Generating Gadgets of Doraemon

The ability to conceive objects that do not exist is a hallmark of human creativity. Many science fictions, fantasies, and fairy tales contain imaginary objects such as lightsabers in Star Wars and the magic mirror in Snow White. These objects contribute significantly to story developments and the fun of reading. Indeed, the "gadget story" is considered as a major subgenre of science fiction. The cognitive construction of such objects, which we call gadgets, is a creative act that we attempt to imitate with an Artificial Intelligence.

As an effort to reverse engineer gadgets in real stories, we study Doraemon, a hugely successful Japanese manga. The story theme is that Doraemon, a robot from the future, helps primary school students to cope with their daily problems such as exams and bullies by using futuristic gadgets indistinguishable from magic. It is estimated that the entire Doraemon series contains over a thousand gadgets. The abundance of gadgets makes Doraemon a unique opportunity for studying and imitating cognitive construction of imaginary objects of human.

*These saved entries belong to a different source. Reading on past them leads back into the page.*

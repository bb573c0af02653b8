//! Legal-move enumeration, ranking, and pure move application.
//!
//! A move always takes *all* tiles of one color from one source (the game
//! disallows partial takes) and places them on one destination line of the
//! mover's board. Destination 0 is the floor line and is always legal;
//! destinations 1..5 are the pattern lines, gated by
//! [`crate::PlayerBoard::check_placement`].

use std::cmp::Reverse;

use serde::{Deserialize, Serialize};

use crate::snapshot::Snapshot;
use crate::tile::{Color, TileCounts};
use crate::BOARD_SIZE;

/// Destination index of the floor line.
pub const FLOOR_LINE: u8 = 0;

/// Where a move takes its tiles from.
#[derive(Debug, Clone, Copy, PartialEq, Eq, Hash, Serialize, Deserialize)]
#[serde(rename_all = "lowercase")]
pub enum Source {
    /// One of the communal displays, by index.
    Display(u8),
    /// The communal pot.
    Pot,
}

/// One candidate move for the player to move: take every `color` tile from
/// `source` and place them on destination `line` (0 = floor, 1..=5 =
/// pattern lines).
#[derive(Debug, Clone, Copy, PartialEq, Eq, Hash, Serialize, Deserialize)]
pub struct Move {
    pub source: Source,
    pub color: Color,
    pub line: u8,
}

/// Candidate with its ranking facts, kept internal to the sort.
struct Candidate {
    mv: Move,
    quantity: u8,
    exact_fill: bool,
}

impl Candidate {
    /// Ranking group: wall-destined exact fills first, then other
    /// wall-destined moves, then floor-line fallbacks.
    fn group(&self) -> u8 {
        if self.mv.line == FLOOR_LINE {
            2
        } else if self.exact_fill {
            0
        } else {
            1
        }
    }
}

/// Enumerate and rank the legal moves for `player`.
///
/// The returned order is a design decision, not an optimality claim: it
/// drives both the expansion order of the search tree and the greedy
/// rollout policy. Within each group candidates are ordered by quantity
/// taken, descending; ties keep source enumeration order, so the result
/// is fully deterministic for a given snapshot.
///
/// Returns an empty list exactly when the snapshot is terminal.
pub fn legal_moves(snapshot: &Snapshot, player: usize) -> Vec<Move> {
    let board = snapshot.board(player);
    let mut candidates = Vec::new();

    let mut add_source = |source: Source, tiles: &TileCounts| {
        for color in tiles.colors() {
            let quantity = tiles.count(color);
            for line in 1..=BOARD_SIZE as u8 {
                if board.check_placement(line, color).is_ok() {
                    let existing = board.line(line).count;
                    candidates.push(Candidate {
                        mv: Move {
                            source,
                            color,
                            line,
                        },
                        quantity,
                        exact_fill: existing + quantity == line,
                    });
                }
            }
            // The floor line is always a legal fallback.
            candidates.push(Candidate {
                mv: Move {
                    source,
                    color,
                    line: FLOOR_LINE,
                },
                quantity,
                exact_fill: false,
            });
        }
    };

    for (i, display) in snapshot.displays().iter().enumerate() {
        if !display.is_empty() {
            add_source(Source::Display(i as u8), display);
        }
    }
    if !snapshot.pot().tiles.is_empty() {
        add_source(Source::Pot, &snapshot.pot().tiles);
    }

    // Stable sort: group, then quantity descending; enumeration order
    // breaks remaining ties.
    candidates.sort_by_key(|c| (c.group(), Reverse(c.quantity)));
    candidates.into_iter().map(|c| c.mv).collect()
}

/// Apply `mv` for `player`, producing a new snapshot. The input snapshot
/// is never touched.
///
/// Semantics:
/// - every tile of the move's color leaves the source;
/// - a display's leftover tiles flow into the pot;
/// - taking from the pot while the marker is present routes the marker to
///   the mover's floor line first;
/// - tiles land on the destination pattern line until it reaches capacity,
///   then overflow to the floor line, then to the discard.
///
/// The move is assumed legal for this snapshot (the generator only emits
/// legal moves); debug builds assert it.
pub fn apply_move(snapshot: &Snapshot, player: usize, mv: Move) -> Snapshot {
    debug_assert!(
        mv.line == FLOOR_LINE
            || snapshot
                .board(player)
                .check_placement(mv.line, mv.color)
                .is_ok(),
        "apply_move called with illegal move {:?}",
        mv
    );

    let mut next = snapshot.clone();

    // Take the tiles out of the source.
    let taken = match mv.source {
        Source::Display(i) => {
            let display = next.display_mut(i as usize);
            let taken = display.take_all(mv.color);
            // Leftovers from a display always move into the pot.
            let mut leftovers = *display;
            *display = TileCounts::new();
            leftovers.drain_into(&mut next.pot_mut().tiles);
            taken
        }
        Source::Pot => {
            let pot = next.pot_mut();
            let taken = pot.tiles.take_all(mv.color);
            let had_marker = pot.marker;
            pot.marker = false;
            if had_marker {
                next.board_mut(player).floor.push_marker();
            }
            taken
        }
    };
    debug_assert!(taken > 0, "move takes from an empty source: {:?}", mv);

    // Place the tiles, spilling line -> floor -> discard.
    let mut overflow = 0u8;
    {
        let board = next.board_mut(player);
        let mut remaining = taken;

        if mv.line != FLOOR_LINE {
            let slot = &mut board.lines[mv.line as usize - 1];
            slot.color = Some(mv.color);
            let room = mv.line - slot.count;
            let onto_line = remaining.min(room);
            slot.count += onto_line;
            remaining -= onto_line;
        }
        for _ in 0..remaining {
            if !board.floor.push_tile(mv.color) {
                overflow += 1;
            }
        }
    }
    if overflow > 0 {
        next.discard_mut().add(mv.color, overflow);
    }

    next
}
//! Per-player board state: wall, pattern lines and floor line.

use serde::{Deserialize, Serialize};
use thiserror::Error;

use crate::tile::{Color, TileCounts};
use crate::{BOARD_SIZE, FLOOR_CAPACITY};

/// Reasons a pattern line rejects a set of same-colored tiles.
///
/// The legality of a destination is decided by these explicit predicates
/// before any mutation happens; move application never discovers
/// illegality halfway through.
#[derive(Debug, Clone, Copy, PartialEq, Eq, Error)]
pub enum PlacementError {
    /// The line already holds tiles of a different color.
    #[error("pattern line {line} holds {held:?}, cannot accept {offered:?}")]
    ColorMismatch {
        line: u8,
        held: Color,
        offered: Color,
    },

    /// The line is at capacity (count == line index).
    #[error("pattern line {line} is full")]
    LineFull { line: u8 },

    /// The wall row fed by this line already contains the color.
    #[error("wall row {row} already holds {color:?}")]
    ColorOnWall { row: usize, color: Color },
}

/// The 5×5 wall grid. Cells are append-only: once a tile is placed it is
/// never cleared.
///
/// The wall pattern is fixed: the cell at `(row, col)` accepts exactly
/// `Color::ALL[(col + 5 - row) % 5]`, so each row and each column holds
/// each color at most once and occupancy alone determines the color of a
/// filled cell.
#[derive(Debug, Clone, Copy, Default, PartialEq, Eq, Serialize, Deserialize)]
pub struct Wall {
    filled: [[bool; BOARD_SIZE]; BOARD_SIZE],
}

impl Wall {
    /// Empty wall.
    pub const fn new() -> Self {
        Self {
            filled: [[false; BOARD_SIZE]; BOARD_SIZE],
        }
    }

    /// The color the fixed pattern assigns to `(row, col)`.
    #[inline]
    pub fn pattern_color(row: usize, col: usize) -> Color {
        Color::from_index((col + BOARD_SIZE - row) % BOARD_SIZE)
    }

    /// The column where `color` sits in `row` under the fixed pattern.
    #[inline]
    pub fn column_of(row: usize, color: Color) -> usize {
        (color.index() + row) % BOARD_SIZE
    }

    /// Contents of a cell: the pattern color if filled, `None` otherwise.
    #[inline]
    pub fn cell(&self, row: usize, col: usize) -> Option<Color> {
        self.filled[row][col].then(|| Self::pattern_color(row, col))
    }

    /// True if `row` already holds a tile of `color`.
    #[inline]
    pub fn row_has_color(&self, row: usize, color: Color) -> bool {
        self.filled[row][Self::column_of(row, color)]
    }

    /// Place a tile of `color` in `row` at its patterned column.
    pub fn place(&mut self, row: usize, color: Color) {
        self.filled[row][Self::column_of(row, color)] = true;
    }

    /// True if every cell of `row` is filled.
    pub fn is_row_complete(&self, row: usize) -> bool {
        self.filled[row].iter().all(|&f| f)
    }

    /// True if every cell of `col` is filled.
    pub fn is_col_complete(&self, col: usize) -> bool {
        (0..BOARD_SIZE).all(|row| self.filled[row][col])
    }

    /// True if all five instances of `color` are placed.
    pub fn is_color_complete(&self, color: Color) -> bool {
        (0..BOARD_SIZE).all(|row| self.row_has_color(row, color))
    }

    /// Number of tiles of `color` on the wall (0..=5).
    pub fn color_count(&self, color: Color) -> u8 {
        (0..BOARD_SIZE)
            .filter(|&row| self.row_has_color(row, color))
            .count() as u8
    }
}

/// One pattern line. Line *i* (1-based) holds up to *i* tiles of a single
/// color; the color is fixed by the first tile placed and only reset when
/// the external resolution step clears the line.
#[derive(Debug, Clone, Copy, Default, PartialEq, Eq, Serialize, Deserialize)]
pub struct PatternLine {
    /// Color held, `None` while empty.
    pub color: Option<Color>,
    /// Tiles currently on the line.
    pub count: u8,
}

impl PatternLine {
    /// Empty line.
    pub const fn new() -> Self {
        Self {
            color: None,
            count: 0,
        }
    }
}

/// The floor line (penalty row, destination index 0). Holds up to
/// [`FLOOR_CAPACITY`] slots shared by tiles of any color and the
/// first-player marker; anything past capacity is discarded by the caller.
#[derive(Debug, Clone, Copy, Default, PartialEq, Eq, Serialize, Deserialize)]
pub struct FloorLine {
    /// Colored tiles on the floor.
    pub tiles: TileCounts,
    /// Whether the first-player marker occupies a slot.
    pub marker: bool,
}

impl FloorLine {
    /// Empty floor line.
    pub const fn new() -> Self {
        Self {
            tiles: TileCounts::new(),
            marker: false,
        }
    }

    /// Occupied slots, marker included.
    pub fn len(&self) -> u8 {
        self.tiles.total() + u8::from(self.marker)
    }

    /// True if nothing occupies the floor line.
    pub fn is_empty(&self) -> bool {
        self.len() == 0
    }

    /// Remaining free slots.
    pub fn free_slots(&self) -> u8 {
        FLOOR_CAPACITY - self.len()
    }

    /// Push one tile of `color`, returning `false` if the line was full
    /// (the tile then belongs in the discard).
    pub fn push_tile(&mut self, color: Color) -> bool {
        if self.len() < FLOOR_CAPACITY {
            self.tiles.add(color, 1);
            true
        } else {
            false
        }
    }

    /// Push the marker token if there is room. A marker that finds no room
    /// simply vanishes; it is not a tile and does not affect conservation.
    pub fn push_marker(&mut self) {
        if self.len() < FLOOR_CAPACITY {
            self.marker = true;
        }
    }
}

/// One player's board: wall, five pattern lines and the floor line.
#[derive(Debug, Clone, Copy, Default, PartialEq, Eq, Serialize, Deserialize)]
pub struct PlayerBoard {
    pub wall: Wall,
    /// Pattern lines, `lines[i]` being line index `i + 1` (capacity `i + 1`).
    pub lines: [PatternLine; BOARD_SIZE],
    pub floor: FloorLine,
}

impl PlayerBoard {
    /// Empty board.
    pub const fn new() -> Self {
        Self {
            wall: Wall::new(),
            lines: [PatternLine::new(); BOARD_SIZE],
            floor: FloorLine::new(),
        }
    }

    /// Pattern line by 1-based index.
    #[inline]
    pub fn line(&self, line: u8) -> &PatternLine {
        &self.lines[line as usize - 1]
    }

    /// Whether tiles of `color` may be placed on pattern line `line`
    /// (1-based). Distinguishes every rejection reason; the floor line
    /// (index 0) is always legal and is not handled here.
    pub fn check_placement(&self, line: u8, color: Color) -> Result<(), PlacementError> {
        let row = line as usize - 1;
        let slot = self.line(line);

        match slot.color {
            None => {
                if self.wall.row_has_color(row, color) {
                    Err(PlacementError::ColorOnWall { row, color })
                } else {
                    Ok(())
                }
            }
            Some(held) if held != color => Err(PlacementError::ColorMismatch {
                line,
                held,
                offered: color,
            }),
            Some(_) => {
                if slot.count >= line {
                    Err(PlacementError::LineFull { line })
                } else {
                    Ok(())
                }
            }
        }
    }
}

We surveyed five volumes of the manga and proposed 9 techniques that the author may have used to create gadgets. These techniques are unified into a 5-step process. We designed an algorithm for generating gadgets based on our taxonomy, utilizing a combination of planning, analogical reasoning, and knowledge of everyday objects and tools to create gadgets serving narrative purposes. The algorithm can reproduce gadgets in Doraemon. To our best knowledge, this is the first attempt at the generation of novel gadgets as part of AI storytelling.

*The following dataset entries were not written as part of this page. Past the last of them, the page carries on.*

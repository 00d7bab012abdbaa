//! Booking models

use chrono::{DateTime, NaiveDate, Utc};
use rust_decimal::Decimal;
use serde::Serialize;
use sqlx::FromRow;
use uuid::Uuid;

/// Lifecycle of a booking row
#[derive(Debug, Clone, Copy, PartialEq, Eq, Serialize)]
#[serde(rename_all = "snake_case")]
pub enum BookingStatus {
    /// Created, waiting for payment
    Pending,
    /// Paid
    Completed,
    /// Payment failed at the gateway
    Failed,
    Cancelled,
    /// Paid, but the seat had been taken in the meantime; owes a refund
    RefundDue,
}

impl BookingStatus {
    pub const fn as_str(&self) -> &'static str {
        match self {
            Self::Pending => "pending",
            Self::Completed => "completed",
            Self::Failed => "failed",
            Self::Cancelled => "cancelled",
            Self::RefundDue => "refund_due",
        }
    }

    /// Whether a booking in this status holds its seat
    pub const fn holds_seat(&self) -> bool {
        matches!(self, Self::Pending | Self::Completed)
    }
}

impl std::str::FromStr for BookingStatus {
    type Err = String;

    fn from_str(s: &str) -> Result<Self, Self::Err> {
        match s {
            "pending" => Ok(Self::Pending),
            "completed" => Ok(Self::Completed),
            "failed" => Ok(Self::Failed),
            "cancelled" => Ok(Self::Cancelled),
            "refund_due" => Ok(Self::RefundDue),
            other => Err(format!("unknown booking status '{}'", other)),
        }
    }
}

/// Booking from bookings
#[derive(Debug, Clone, FromRow, Serialize)]
pub struct Booking {
    pub id: Uuid,
    pub user_id: Uuid,
    pub cabin_id: Uuid,
    pub seat_id: Uuid,
    pub start_date: NaiveDate,
    pub end_date: NaiveDate,
    pub months: i32,
    #[serde(with = "rust_decimal::serde::str")]
    pub total_price: Decimal,
    #[serde(with = "rust_decimal::serde::str")]
    pub discount_amount: Decimal,
    #[serde(with = "rust_decimal::serde::str")]
    pub due_amount_included: Decimal,
    /// Dues this booking pays off once it is paid
    pub settled_due_ids: Vec<Uuid>,
    pub coupon_id: Option<Uuid>,
    pub renewed_from: Option<Uuid>,
    pub status: String,
    pub razorpay_order_id: Option<String>,
    pub razorpay_payment_id: Option<String>,
    pub created_at: DateTime<Utc>,
}

impl Booking {
    pub fn status(&self) -> Option<BookingStatus> {
        self.status.parse().ok()
    }
}

/// Fields needed to insert a booking
#[derive(Debug, Clone)]
pub struct NewBooking {
    pub user_id: Uuid,
    pub cabin_id: Uuid,
    pub seat_id: Uuid,
    pub start_date: NaiveDate,
    pub end_date: NaiveDate,
    pub months: u32,
    pub total_price: Decimal,
    pub discount_amount: Decimal,
    pub due_amount_included: Decimal,
    pub settled_due_ids: Vec<Uuid>,
    pub coupon_id: Option<Uuid>,
    pub renewed_from: Option<Uuid>,
}

/// Receipt from receipts
#[derive(Debug, Clone, FromRow, Serialize)]
pub struct Receipt {
    pub id: Uuid,
    pub booking_id: Uuid,
    pub receipt_number: String,
    #[serde(with = "rust_decimal::serde::str")]
    pub amount: Decimal,
    pub razorpay_payment_id: String,
    pub created_at: DateTime<Utc>,
}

We also found that the theory of conceptual blending can explain many gadgets in the manga. Our algorithm closely resembles the goal-driven conceptual blending process proposed by Brandt and Brandt (2005).

A review article in the journal Language and Literature by Dan McIntyre considered this work "undoubtedly one of the most creative pieces of work I read [in the year 2011], both in terms of research design and object of study" and "charmingly wacky".

Publications

Which Paper Should I Read?

The ACM C&C paper contains an overview and an analysis of Doraemon. The INT4 paper explains the algorithm in details. The ICCC paper contains my thoughts on the algorithm's link with conceptual blending theory.